Let $R$ be a non empty set and $T$ be a subset of functions $R\to R$ (we call them translations) which satisfies the following:
- the identity map $t(x)=x$ is in $T$
- given $x,y\in R$ there exists one and only one function $t_{xy}\in T$ such that $t_{xy}(x)=y$.
- if $t,s\in T$ then $t\circ s\in T$.
Now fix any element $0\in R$ and define a addition operation as $$ x + y = t_{0y}(x) $$ where $t_{0y}$ is the only map in $T$ such that $t_{0y}(0)=y$.
I'm able to prove that $(R,0,+)$ is a group.

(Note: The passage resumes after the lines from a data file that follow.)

impl ClientSet {
    /// Build the initial state for the given screen geometries.
    ///
    /// Returns [Error::NoScreens] when no usable screen is reported.
    pub fn new(screens: Vec<Rect>, config: &Config, bar_h: u32) -> Result<Self> {
        let mut cs = Self {
            monitors: Vec::new(),
            sel_mon: 0,
            clients: HashMap::new(),
        };

        let (dirty, _) = cs.reconcile_monitors(&screens, config, bar_h);
        if !dirty || cs.monitors.is_empty() {
            return Err(Error::NoScreens);
        }

        Ok(cs)
    }

    // monitor access

    /// All monitors in discovery order
    pub fn monitors(&self) -> &[Monitor] {
        &self.monitors
    }

    /// The index of the focused monitor
    pub fn selected_monitor_index(&self) -> usize {
        self.sel_mon
    }

    /// The focused monitor
    pub fn selected_monitor(&self) -> &Monitor {
        &self.monitors[self.sel_mon]
    }

    pub(crate) fn selected_monitor_mut(&mut self) -> &mut Monitor {
        &mut self.monitors[self.sel_mon]
    }

    pub(crate) fn set_selected_monitor(&mut self, ix: usize) {
        if ix < self.monitors.len() {
            self.sel_mon = ix;
        }
    }

    /// The first monitor whose work area contains the given point, falling
    /// back to the selected monitor.
    pub fn monitor_at_point(&self, p: Point) -> usize {
        self.monitors
            .iter()
            .position(|m| m.window_area.contains_point(p))
            .unwrap_or(self.sel_mon)
    }

    /// The monitor owning the given bar window, if any
    pub fn monitor_with_bar(&self, win: Xid) -> Option<usize> {
        self.monitors.iter().position(|m| m.bar_win == win)
    }

    // client access

    /// Whether the given window is managed
    pub fn contains(&self, id: Xid) -> bool {
        self.clients.contains_key(&id)
    }

    /// Look up a managed client by window ID
    pub fn client(&self, id: Xid) -> Option<&Client> {
        self.clients.get(&id)
    }

    pub(crate) fn client_mut(&mut self, id: Xid) -> Option<&mut Client> {
        self.clients.get_mut(&id)
    }

    /// The monitor index owning the given client
    pub fn monitor_of(&self, id: Xid) -> Option<usize> {
        self.clients.get(&id).map(|c| c.mon)
    }

    /// The selected client: head of the focus stack of the selected view of
    /// the selected monitor.
    pub fn focused_client(&self) -> Option<Xid> {
        self.selected_monitor().focused()
    }

    /// Iterate over all managed clients in arbitrary order
    pub fn iter_clients(&self) -> impl Iterator<Item = &Client> {
        self.clients.values()
    }

    /// The number of managed clients
    pub fn len(&self) -> usize {
        self.clients.len()
    }

    /// Whether any clients are managed at all
    pub fn is_empty(&self) -> bool {
        self.clients.is_empty()
    }

    // membership transitions

    /// Insert a new client into the lists of its (monitor, view) pair.
    ///
    /// The client list keeps creation order; the newcomer becomes the head
    /// of the view's focus stack.
    pub(crate) fn insert(&mut self, c: Client) {
        let (id, mon, view) = (c.id, c.mon, c.view);
        self.clients.insert(id, c);
        self.monitors[mon].views[view].attach(id);
    }

    /// Remove a client from state entirely, returning its record.
    pub(crate) fn remove(&mut self, id: Xid) -> Option<Client> {
        let c = self.clients.remove(&id)?;
        self.monitors[c.mon].views[c.view].detach(id);

        Some(c)
    }

    /// Move a client to the head of its view's focus stack.
    pub(crate) fn promote_focus(&mut self, id: Xid) {
        if let Some(c) = self.clients.get(&id) {
            self.monitors[c.mon].views[c.view].promote_focus(id);
        }
    }

    /// Move a client to the head of its view's client list (new master).
    pub(crate) fn promote_client(&mut self, id: Xid) {
        if let Some(c) = self.clients.get(&id) {
            self.monitors[c.mon].views[c.view].promote_client(id);
        }
    }

    /// Move a client to another view on its current monitor.
    pub(crate) fn move_to_view(&mut self, id: Xid, view: usize) {
        if view >= NUM_VIEWS {
            return;
        }

        if let Some(c) = self.clients.get_mut(&id) {
            let (mon, old) = (c.mon, c.view);
            if old == view {
                return;
            }
            c.view = view;
            self.monitors[mon].views[old].detach(id);
            self.monitors[mon].views[view].attach(id);
        }
    }

    /// Move a client to the selected view of another monitor.
    pub(crate) fn move_to_monitor(&mut self, id: Xid, mon: usize) {
        if mon >= self.monitors.len() {
            return;
        }

        if let Some(c) = self.clients.get_mut(&id) {
            let (old_mon, old_view) = (c.mon, c.view);
            if old_mon == mon {
                return;
            }
            c.mon = mon;
            c.view = self.monitors[mon].sel_view;
            let view = c.view;
            self.monitors[old_mon].views[old_view].detach(id);
            self.monitors[mon].views[view].attach(id);
        }
    }

    /// Select a view on the focused monitor.
    pub(crate) fn select_view(&mut self, view: usize) {
        if view < NUM_VIEWS {
            self.selected_monitor_mut().sel_view = view;
        }
    }

    /// Adjust the selected view's master fraction by `delta`, keeping it
    /// within [0.1, 0.9]. Deltas outside (-1.0, 1.0) and floating layouts
    /// are ignored. Returns whether the fraction changed.
    pub(crate) fn bump_mfact(&mut self, delta: f64) -> bool {
        let v = self.selected_monitor_mut().selected_view_mut();
        if !v.layout.arranges() || delta <= -1.0 || delta >= 1.0 {
            return false;
        }

        let f = v.mfact + delta;
        if (0.1..=0.9).contains(&f) && f != v.mfact {
            v.mfact = f;
            return true;
        }

        false
    }

    // derived views of the state

    /// The selected view's clients that are positioned by the layout, in
    /// layout order.
    pub fn tiled_clients(&self, mon: usize) -> Vec<Xid> {
        self.monitors[mon]
            .selected_view()
            .clients
            .iter()
            .filter(|id| !self.clients[*id].is_floating)
            .copied()
            .collect()
    }

    /// The selected view's clients in most-recently-focused order.
    pub fn visible_stack(&self, mon: usize) -> Vec<Xid> {
        self.monitors[mon].selected_view().stack.clone()
    }

    /// Clients of the monitor that are on a deselected view.
    pub fn hidden_clients(&self, mon: usize) -> Vec<Xid> {
        let m = &self.monitors[mon];
        m.views
            .iter()
            .enumerate()
            .filter(|(ix, _)| *ix != m.sel_view)
            .flat_map(|(_, v)| v.clients.iter().copied())
            .collect()
    }

    /// Whether any client of the given view has raised the urgency hint.
    pub fn view_has_urgent(&self, mon: usize, view: usize) -> bool {
        self.monitors[mon].views[view]
            .clients
            .iter()
            .any(|id| self.clients[id].is_urgent)
    }

    // geometry

    /// Apply the constraint rules of [Client::constrained] to a proposed
    /// rect and store the result, reporting whether anything changed. The
    /// caller uses the result to skip spurious configure requests.
    pub(crate) fn resize_client(
        &mut self,
        id: Xid,
        proposed: Rect,
        ctx: &ResizeContext,
        interact: bool,
    ) -> bool {
        let mon_rect = match self.clients.get(&id) {
            Some(c) => self.monitors[c.mon].screen,
            None => return false,
        };

        let c = self.clients.get_mut(&id).expect("checked above");
        let new = c.constrained(
            proposed,
            ctx.display,
            mon_rect,
            ctx.bar_h,
            ctx.honor_hints,
            interact,
        );

        if new != c.rect {
            c.rect = new;
            true
        } else {
            false
        }
    }

    /// Run the selected view's layout for a monitor, refreshing the bar
    /// symbol, and return the clients whose geometry changed.
    pub(crate) fn arrange_monitor(&mut self, mon: usize, ctx: &ResizeContext) -> Vec<Xid> {
        let layout = self.monitors[mon].selected_view().layout;
        self.monitors[mon].ltsymbol = layout.symbol().to_owned();

        if layout == crate::pure::Layout::Monocle {
            let n = self.monitors[mon].selected_view().clients.len();
            if n > 0 {
                self.monitors[mon].ltsymbol = format!("[{n}]");
            }
        }

        layout.arrange(self, mon, ctx)
    }

    // monitor topology

    /// Reshape the monitor list to match the given screen geometries.
    ///
    /// Screens are deduplicated by exact geometry. Extra screens grow the
    /// monitor list; missing screens shrink it from the tail, rehoming every
    /// client of a removed monitor to the same view index on the first
    /// monitor. Returns whether anything changed plus the bar windows of any
    /// removed monitors so the caller can destroy them.
    pub(crate) fn reconcile_monitors(
        &mut self,
        screens: &[Rect],
        config: &Config,
        bar_h: u32,
    ) -> (bool, Vec<Xid>) {
        let mut unique: Vec<Rect> = Vec::with_capacity(screens.len());
        for r in screens {
            if !unique.contains(r) {
                unique.push(*r);
            }
        }

        let mut dirty = false;
        let mut removed_bars = Vec::new();
        let n = self.monitors.len();
        let nn = unique.len();

        if nn == 0 {
            return (false, removed_bars);
        }

        if n <= nn {
            for (i, &r) in unique.iter().enumerate().skip(n) {
                dirty = true;
                self.monitors.push(Monitor::new(
                    i,
                    r,
                    bar_h,
                    config.show_bar,
                    config.top_bar,
                    config.mfact,
                    config.layouts[0],
                ));
            }
            for (i, &r) in unique.iter().enumerate().take(n) {
                let m = &mut self.monitors[i];
                if m.screen != r {
                    dirty = true;
                    m.num = i;
                    m.screen = r;
                    m.update_bar_pos(bar_h);
                }
            }
        } else {
            for i in (nn..n).rev() {
                dirty = true;
                for view in 0..NUM_VIEWS {
                    while let Some(&id) = self.monitors[i].views[view].clients.first() {
                        self.monitors[i].views[view].detach(id);
                        self.monitors[0].views[view].attach_front(id);
                        if let Some(c) = self.clients.get_mut(&id) {
                            c.mon = 0;
                        }
                    }
                }
                let m = self.monitors.remove(i);
                if m.bar_win != Xid(0) {
                    removed_bars.push(m.bar_win);
                }
            }
        }

        if dirty {
            self.sel_mon = 0;
        }

        (dirty, removed_bars)
    }
}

Is it commutative?
I don’t think so.
Let $G$ be an nonabelian group and denote the group operation by $\bullet$. The set of left-multiplications $T=\{L_g:G\rightarrow G, h \mapsto g\bullet h \mid g \in G\}$ is a set of translations.
Indeed $\operatorname{id} = L_e \in T$, $L_g,L_h \in T \implies L_g\circ L_h= L_{g\bullet h} \in T$ and given $x,y\in G$ we find that $L_{y\bullet x^{-1}}$ defines a (unique by evaluating at $e$) translation.
Now for $x,y\in G$ we find that $x+y = L_y(x) = y\bullet x$ and $y+x = L_x(y) = x \bullet y$ won’t coincide in general, as we chose $G$ to be nonabelian.